*ASSIGNMENT:*
From the entries below, copy every line that has the word "crate".

[Collected data]
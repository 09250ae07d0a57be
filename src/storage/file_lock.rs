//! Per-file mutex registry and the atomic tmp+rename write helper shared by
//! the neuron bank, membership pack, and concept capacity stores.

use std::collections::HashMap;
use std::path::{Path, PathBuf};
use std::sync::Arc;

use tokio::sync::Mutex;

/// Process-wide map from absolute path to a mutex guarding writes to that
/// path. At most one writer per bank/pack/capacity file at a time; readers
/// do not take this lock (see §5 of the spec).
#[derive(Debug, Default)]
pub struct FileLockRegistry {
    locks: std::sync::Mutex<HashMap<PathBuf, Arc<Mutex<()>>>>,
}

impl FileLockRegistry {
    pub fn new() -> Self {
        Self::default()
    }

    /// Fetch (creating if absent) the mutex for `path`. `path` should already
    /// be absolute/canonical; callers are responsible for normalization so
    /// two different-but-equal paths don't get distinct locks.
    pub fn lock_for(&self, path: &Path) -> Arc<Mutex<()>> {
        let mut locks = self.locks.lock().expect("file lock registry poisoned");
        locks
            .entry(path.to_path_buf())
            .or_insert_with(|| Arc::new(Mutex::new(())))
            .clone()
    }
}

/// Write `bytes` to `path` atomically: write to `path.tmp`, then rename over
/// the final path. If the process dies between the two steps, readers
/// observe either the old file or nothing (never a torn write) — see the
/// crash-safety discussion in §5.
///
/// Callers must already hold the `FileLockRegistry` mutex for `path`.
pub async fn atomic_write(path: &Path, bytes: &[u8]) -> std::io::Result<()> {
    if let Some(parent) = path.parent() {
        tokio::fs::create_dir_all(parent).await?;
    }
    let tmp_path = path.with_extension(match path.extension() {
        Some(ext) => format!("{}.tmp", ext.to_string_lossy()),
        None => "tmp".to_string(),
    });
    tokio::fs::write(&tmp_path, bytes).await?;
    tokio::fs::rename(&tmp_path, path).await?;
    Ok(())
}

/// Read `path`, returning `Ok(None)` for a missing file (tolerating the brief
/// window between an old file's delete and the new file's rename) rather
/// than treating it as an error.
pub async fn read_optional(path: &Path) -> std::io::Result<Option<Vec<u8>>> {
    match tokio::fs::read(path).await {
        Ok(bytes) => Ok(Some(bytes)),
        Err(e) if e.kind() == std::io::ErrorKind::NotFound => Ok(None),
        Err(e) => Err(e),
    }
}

--

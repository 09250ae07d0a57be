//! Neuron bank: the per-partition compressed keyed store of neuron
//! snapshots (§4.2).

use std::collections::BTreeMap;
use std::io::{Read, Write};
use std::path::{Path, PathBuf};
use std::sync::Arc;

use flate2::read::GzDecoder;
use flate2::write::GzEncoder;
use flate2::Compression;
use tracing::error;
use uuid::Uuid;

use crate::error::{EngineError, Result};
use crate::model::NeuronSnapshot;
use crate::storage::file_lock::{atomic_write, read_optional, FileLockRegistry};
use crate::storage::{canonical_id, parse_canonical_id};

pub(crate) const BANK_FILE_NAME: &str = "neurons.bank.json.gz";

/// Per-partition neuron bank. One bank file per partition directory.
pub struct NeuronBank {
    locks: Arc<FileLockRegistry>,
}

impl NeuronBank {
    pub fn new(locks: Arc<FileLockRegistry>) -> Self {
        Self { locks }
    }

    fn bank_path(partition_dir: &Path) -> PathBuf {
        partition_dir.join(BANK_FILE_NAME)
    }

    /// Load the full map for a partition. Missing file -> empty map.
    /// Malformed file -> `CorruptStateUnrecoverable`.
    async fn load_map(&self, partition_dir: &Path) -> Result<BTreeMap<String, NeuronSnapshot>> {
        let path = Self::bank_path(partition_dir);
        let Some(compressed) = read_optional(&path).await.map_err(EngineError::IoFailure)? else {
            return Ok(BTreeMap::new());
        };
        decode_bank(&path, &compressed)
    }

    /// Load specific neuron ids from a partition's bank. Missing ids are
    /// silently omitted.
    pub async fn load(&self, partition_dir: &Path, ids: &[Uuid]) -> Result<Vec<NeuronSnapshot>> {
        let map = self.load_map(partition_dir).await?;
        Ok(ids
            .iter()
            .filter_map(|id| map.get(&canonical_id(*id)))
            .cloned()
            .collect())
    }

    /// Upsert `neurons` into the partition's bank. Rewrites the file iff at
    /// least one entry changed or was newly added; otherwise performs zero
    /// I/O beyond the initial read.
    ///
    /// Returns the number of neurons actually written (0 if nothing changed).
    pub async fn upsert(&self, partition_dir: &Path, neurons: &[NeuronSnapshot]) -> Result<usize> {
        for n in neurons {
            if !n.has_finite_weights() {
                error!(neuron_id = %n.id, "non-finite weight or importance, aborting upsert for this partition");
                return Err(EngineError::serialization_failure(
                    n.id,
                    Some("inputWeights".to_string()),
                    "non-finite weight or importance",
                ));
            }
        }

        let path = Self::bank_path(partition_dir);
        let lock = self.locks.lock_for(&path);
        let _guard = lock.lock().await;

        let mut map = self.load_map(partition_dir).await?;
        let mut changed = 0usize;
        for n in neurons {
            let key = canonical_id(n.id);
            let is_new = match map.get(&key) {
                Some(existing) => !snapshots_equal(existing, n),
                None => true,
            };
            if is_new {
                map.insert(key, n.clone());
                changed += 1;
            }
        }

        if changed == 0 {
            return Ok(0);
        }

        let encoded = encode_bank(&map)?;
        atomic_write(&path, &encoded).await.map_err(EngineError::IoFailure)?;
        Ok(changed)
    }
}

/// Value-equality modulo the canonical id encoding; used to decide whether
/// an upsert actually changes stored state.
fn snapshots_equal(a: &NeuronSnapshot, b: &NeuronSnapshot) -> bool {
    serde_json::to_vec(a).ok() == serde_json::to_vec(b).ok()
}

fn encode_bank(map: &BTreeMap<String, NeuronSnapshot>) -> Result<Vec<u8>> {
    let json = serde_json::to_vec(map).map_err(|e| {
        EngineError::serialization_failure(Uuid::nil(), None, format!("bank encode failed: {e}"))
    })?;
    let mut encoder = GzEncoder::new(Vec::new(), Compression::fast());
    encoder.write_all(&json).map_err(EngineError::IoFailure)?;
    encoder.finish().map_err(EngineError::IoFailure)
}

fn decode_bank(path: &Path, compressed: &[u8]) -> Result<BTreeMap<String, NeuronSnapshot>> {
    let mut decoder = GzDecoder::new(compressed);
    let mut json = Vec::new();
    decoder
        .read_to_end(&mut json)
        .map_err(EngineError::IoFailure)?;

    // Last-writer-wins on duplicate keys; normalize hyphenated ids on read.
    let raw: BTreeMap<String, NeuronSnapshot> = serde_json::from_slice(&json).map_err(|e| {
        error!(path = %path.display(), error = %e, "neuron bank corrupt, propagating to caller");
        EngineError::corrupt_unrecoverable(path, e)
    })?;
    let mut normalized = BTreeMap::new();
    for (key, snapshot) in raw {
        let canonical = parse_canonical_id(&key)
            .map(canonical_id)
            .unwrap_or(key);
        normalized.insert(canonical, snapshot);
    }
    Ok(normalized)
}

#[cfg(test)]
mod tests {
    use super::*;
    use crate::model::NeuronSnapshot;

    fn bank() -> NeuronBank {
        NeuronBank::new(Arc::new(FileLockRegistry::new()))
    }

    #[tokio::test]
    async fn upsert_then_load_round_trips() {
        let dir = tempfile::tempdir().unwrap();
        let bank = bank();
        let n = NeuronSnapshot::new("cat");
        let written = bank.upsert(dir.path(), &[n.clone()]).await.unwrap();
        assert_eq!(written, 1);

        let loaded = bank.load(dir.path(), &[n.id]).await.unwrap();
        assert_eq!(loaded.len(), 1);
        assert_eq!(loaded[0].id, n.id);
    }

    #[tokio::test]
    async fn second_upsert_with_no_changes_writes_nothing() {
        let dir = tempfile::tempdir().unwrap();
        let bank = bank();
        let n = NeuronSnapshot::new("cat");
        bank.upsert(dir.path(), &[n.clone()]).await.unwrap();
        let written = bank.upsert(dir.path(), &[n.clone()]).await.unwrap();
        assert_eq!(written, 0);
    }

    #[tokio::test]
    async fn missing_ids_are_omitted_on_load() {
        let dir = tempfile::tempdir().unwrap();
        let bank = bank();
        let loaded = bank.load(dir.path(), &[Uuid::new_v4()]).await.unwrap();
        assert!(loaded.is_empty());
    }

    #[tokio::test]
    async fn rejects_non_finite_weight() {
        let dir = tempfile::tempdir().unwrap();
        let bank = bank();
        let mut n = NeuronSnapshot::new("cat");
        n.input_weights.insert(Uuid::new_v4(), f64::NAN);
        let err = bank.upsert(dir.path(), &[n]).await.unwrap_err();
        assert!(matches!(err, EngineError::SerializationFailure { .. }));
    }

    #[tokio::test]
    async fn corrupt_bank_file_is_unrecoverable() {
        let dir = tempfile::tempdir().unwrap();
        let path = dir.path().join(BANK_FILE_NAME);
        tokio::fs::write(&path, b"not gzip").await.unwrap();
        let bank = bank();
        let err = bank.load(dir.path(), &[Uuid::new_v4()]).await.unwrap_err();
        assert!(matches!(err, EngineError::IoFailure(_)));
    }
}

*EXERCISE OUTPUT:*
use crate::error::{EngineError, Result};
use crate::model::NeuronSnapshot;
use crate::storage::file_lock::{atomic_write, read_optional, FileLockRegistry};
use crate::storage::{canonical_id, parse_canonical_id};
pub(crate) const BANK_FILE_NAME: &str = "neurons.bank.json.gz";
    use crate::model::NeuronSnapshot;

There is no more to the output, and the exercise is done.